Bank of England ‘irresponsible’ for raising the base rate

The Bank of England has been slammed for raising the base rate, bringing it back to its highest level since before the pandemic.

The rate hiked from 0.50% in order to deal with rising inflation, as the Bank warned that it will likely hit 7.25% by April.

However, Miranda Khadr, founder and chief executive at Pitch 4 Finance, said: “I think it is irresponsible for the Monetary Policy Committee to raise the base rate this month, despite the rise in inflation.

“The cost of essential day-to-day to living requirements such as food, gas and electricity, have been going up and more people are struggling to get by. There are too many things happening at once for rates to go up now. If you add in tax hikes that are due soon and higher interest rates people’s finances will suffer even more.

“Not everyone is shielded by a fixed rate, especially those with commercial mortgages. SME property developers have had to deal with rising costs of materials and labour so adding in higher mortgage payments will be a blow to them. It will lead to higher house prices and push more first-time buyers and upsizers out of the market.

“Rising debt is also a worry with Bank of England data released this week showing annual credit card debt increasing by 2% in December. Other forms of consumer credit such as car and personal loans were up by 1.1%. Raising interest rates will only add to this.”

However most other commentators seem less worried about the impact of this rate rise.

Simon Jackson, chief executive officer at Mortgage & Surveying Services, said: “The housing market remains in good shape and should be able to withstand measured and proportionate rises in interest rates.

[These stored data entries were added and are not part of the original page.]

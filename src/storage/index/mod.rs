//! Optional secondary indexes. An index only narrows which rows a scan
//! visits; it never changes which rows match a predicate, so query results
//! are identical with or without one.

pub mod btree;
pub mod hash;

use crate::storage::page::RowId;
use crate::storage::Value;

pub use btree::BTreeIndex;
pub use hash::HashIndex;

/// A secondary index over a single column: exact-key and range lookups
/// return `RowId`s for the caller to fetch and re-check against the full
/// predicate (the index itself never drops a match).
pub trait Index: Send {
    fn insert(&mut self, key: Value, row: RowId);
    fn remove(&mut self, key: &Value, row: RowId);
    fn lookup(&self, key: &Value) -> Vec<RowId>;
    fn range(&self, low: Option<&Value>, high: Option<&Value>) -> Vec<RowId>;
}

#[derive(Debug, Clone, Copy, PartialEq, Eq)]
pub enum IndexKind {
    Hash,
    BTree,
}

pub fn new_index(kind: IndexKind) -> Box<dyn Index> {
    match kind {
        IndexKind::Hash => Box::new(HashIndex::new()),
        IndexKind::BTree => Box::new(BTreeIndex::new()),
    }
}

“Given the inflationary headwinds facing the economy, the direction of travel for interest rates is clear.

“However, for the majority of homeowners interest rates will remain at historically low levels and comfortably less than the affordability level tested by their lender at application.”

Comments 1

  1. And the baby boomers are constantly told how lucky they were; in 1980 my mortgage rate was 15.25% which had increased overnight from 13.25% I think the reality is that the mega low interest rates have been in place so long people forget or have not experienced higher rates. I guess the Government probably want inflation to mitigate their borrowings but can’t be seen to do that.